If you’ve spent any time in a computer chat room, that come-hither query has no doubt slithered across your screen. It is, of course, an invitation to partake in some online lovin’.

To the uninitiated, computer sex might seem almost unfathomable, but the mechanics are really quite simple. Two people meet online, often in a chat room. Polite banter segues into pillow talk and then heads into even raunchier terrain. One zipper opens, then the other. Hands begin to slide south. A click here, a squeeze there, and consummation—of a sort—is theirs, without ever having touched, smelled, or seen one another. All that remains is to grab a tissue and log off.

Among the electronic lemmings whiling away lusty hours online are a growing number of married men and women. To them, sex via computer seems almost heaven-sent, a way to indulge extramarital fantasies without the accompanying guilt—the sexual equivalent of Olestra, if you will. As one cybersexer puts it, “If you plan never to meet the person, what is wrong with a little spice?”

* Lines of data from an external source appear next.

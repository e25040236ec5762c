//! Command-line interface definitions.
//!
//! Defines all CLI arguments and subcommands using clap.

use clap::{Parser, Subcommand};
use std::path::PathBuf;

/// Resolve an API-reference descriptor tree into a render-ready model
#[derive(Parser, Debug, Clone)]
#[command(version, about, long_about = None, arg_required_else_help = true)]
pub struct Cli {
    /// Project root directory
    #[arg(short, long)]
    pub root: Option<PathBuf>,

    /// Content directory path (relative to project root)
    #[arg(short, long)]
    pub content: Option<PathBuf>,

    /// Output directory path (relative to project root)
    #[arg(short, long)]
    pub output: Option<PathBuf>,

    /// Config file name (default: apiref.toml)
    #[arg(short = 'C', long, default_value = "apiref.toml")]
    pub config: PathBuf,

    /// Only print errors
    #[arg(short, long)]
    pub quiet: bool,

    /// subcommands
    #[command(subcommand)]
    pub command: Commands,
}

/// Available subcommands
#[derive(Subcommand, Debug, Clone)]
pub enum Commands {
    /// Resolve the descriptor tree and write the JSON model
    Build {
        /// Delete the output directory before writing
        #[arg(long)]
        clean: bool,
    },

    /// Resolve the descriptor tree and report warnings without writing
    Check {
        /// Fail when any warning is reported
        #[arg(long)]
        strict: bool,
    },
}

#[allow(unused)]
impl Cli {
    pub const fn is_build(&self) -> bool {
        matches!(self.command, Commands::Build { .. })
    }
    pub const fn is_check(&self) -> bool {
        matches!(self.command, Commands::Check { .. })
    }
}
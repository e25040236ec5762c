//! Text sanitizer: free-form descriptor text → render-ready markup.
//!
//! Each textual field goes through, in order:
//!
//! | Step | Input            | Output                                        |
//! |------|------------------|-----------------------------------------------|
//! | 1    | surrounding ws   | trimmed                                       |
//! | 2    | newline          | `<br>`                                        |
//! | 3    | `` `code` ``     | `<span class="code">code</span>`              |
//! | 4    | `[label](url)`   | `<a href="url">label</a>`                     |
//! | 5    | `[Type]`         | `<a class="type" href="/route">Type</a>`, or plain `Type` when unregistered |
//!
//! `[This]` stands for the type of the page being sanitized, passed in
//! through [`TypeContext`]. Every rewrite removes the syntax it matches,
//! so sanitizing already-sanitized text changes nothing.

use crate::{content::Pages, page::Page, registry::TypeRegistry};
use regex::{Captures, Regex};
use std::sync::LazyLock;

static RE_INLINE_CODE: LazyLock<Regex> =
    LazyLock::new(|| Regex::new(r"`([^`]+)`").expect("valid inline code regex"));

static RE_LINK: LazyLock<Regex> =
    LazyLock::new(|| Regex::new(r"\[([^\]]+)\]\(([^)]+)\)").expect("valid link regex"));

static RE_TYPE_LINK: LazyLock<Regex> =
    LazyLock::new(|| Regex::new(r"\[([A-Za-z0-9]+)\]").expect("valid type link regex"));

const INLINE_CODE_MARKUP: &str = r#"<span class="code">$1</span>"#;
const LINK_MARKUP: &str = r#"<a href="$2">$1</a>"#;
const LINE_BREAK: &str = "<br>";

/// The token replaced by the current page's type.
const THIS: &str = "This";

/// Per-page cross-reference context.
#[derive(Debug, Clone, Copy)]
pub struct TypeContext<'a> {
    /// Type declared by the page being sanitized (may be empty).
    pub current_type: &'a str,
    pub registry: &'a TypeRegistry,
}

impl<'a> TypeContext<'a> {
    pub fn new(current_type: &'a str, registry: &'a TypeRegistry) -> Self {
        Self {
            current_type,
            registry,
        }
    }

    /// Type name a `[name]` token refers to.
    fn resolve_name<'n>(&self, name: &'n str) -> &'n str
    where
        'a: 'n,
    {
        if name == THIS && !self.current_type.is_empty() {
            self.current_type
        } else {
            name
        }
    }

    fn type_link(&self, name: &str) -> String {
        let name = self.resolve_name(name);
        match self.registry.lookup(name) {
            Some(route) => format!(r#"<a class="type" href="{route}">{name}</a>"#),
            None => name.to_owned(),
        }
    }
}

// ============================================================================
// Text
// ============================================================================

/// Rewrite one field into markup.
pub fn sanitize_text(text: &str, ctx: &TypeContext) -> String {
    let text = normalize_newlines(text.trim()).replace('\n', LINE_BREAK);
    let text = RE_INLINE_CODE.replace_all(&text, INLINE_CODE_MARKUP);
    let text = RE_LINK.replace_all(&text, LINK_MARKUP);
    RE_TYPE_LINK
        .replace_all(&text, |caps: &Captures| ctx.type_link(&caps[1]))
        .into_owned()
}

/// Plain-text summary for `<meta>` tags: newlines become spaces, links and
/// code spans are reduced to their label.
pub fn meta_description(text: &str, ctx: &TypeContext) -> String {
    let text = normalize_newlines(text.trim()).replace('\n', " ");
    let text = RE_INLINE_CODE.replace_all(&text, "$1");
    let text = RE_LINK.replace_all(&text, "$1");
    RE_TYPE_LINK
        .replace_all(&text, |caps: &Captures| ctx.resolve_name(&caps[1]).to_owned())
        .into_owned()
}

fn normalize_newlines(text: &str) -> String {
    text.replace("\r\n", "\n")
}

fn rewrite(field: &mut String, ctx: &TypeContext) {
    if !field.is_empty() {
        *field = sanitize_text(field, ctx);
    }
}

// ============================================================================
// Pages
// ============================================================================

/// Sanitize every textual field of a page, own and inherited.
pub fn sanitize_page(page: &mut Page, registry: &TypeRegistry) {
    let current_type = page.type_name.clone();
    let ctx = TypeContext::new(&current_type, registry);

    if !page.description.is_empty() {
        page.meta_description = meta_description(&page.description, &ctx);
    }
    rewrite(&mut page.description, &ctx);

    for text in page.blocks.iter_mut().filter_map(|b| b.text_mut()) {
        rewrite(text, &ctx);
    }

    let functions = page
        .constructors
        .iter_mut()
        .chain(page.functions.iter_mut())
        .chain(page.base_functions.values_mut().flatten());
    for function in functions {
        rewrite(&mut function.description, &ctx);
    }

    let properties = page
        .properties
        .iter_mut()
        .chain(page.base_properties.values_mut().flatten())
        .chain(page.built_ins.iter_mut());
    for property in properties {
        rewrite(&mut property.description, &ctx);
    }
}

pub fn sanitize_pages(pages: &mut Pages, registry: &TypeRegistry) {
    for page in pages.values_mut() {
        sanitize_page(page, registry);
    }
}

The phenomenon is new enough that most moral abriters—media, religious, or academic—don’t really offer much in the way of guidance. But truth be told, extramarital cybersex has more in common with real-life adultery than with an evening of adult videos. Therapists, clergymen, and divorce lawyers report that cybersex is generating its share of marital carnage, and unlike other anonymous encounters, cybersex is interactive, and often spans hours, if not days—much like a flesh-and-blood fling.

But left to their own devices, cybersexers are generating more RPMs (rationalizations per minute) than a CD-ROM. For the inhibited and the unhappy, Internet intercourse is the perfect procrastination device. It yields enough emotional and physical distraction to help you put off (for now) dealing with the painful deficiencies of your offline love life, without any of those awkward moments associated with meeting new people. And it’s an especially popular route to the libido in Washington, which, after all, has more computers and Internet accounts per genita than anywhere else in the nation.

Sniff around online and you’ll find just about every type of person on the cybersex circuit: executives, weight watchers, prom queens, reprobates, small-dicked men, 14-year-olds, paraplegics, and the mail-room guy. They’re all looking for love, a conquest, or a hasty cyberlay.

Even though it’s tough to know whose mouse is doing what to whom, some traffic patterns are coming into focus. When Debbie Layton-Tholl, a doctoral candidate in psychology, reviewed responses to her online questionnaire on adultery recently, one remarkable fact caught her eye: Three-quarters of the respondents who admitted to having a cyberaffair were women. And a “good majority” of those women were housewives, leading her to dub them a “new population” of cheaters.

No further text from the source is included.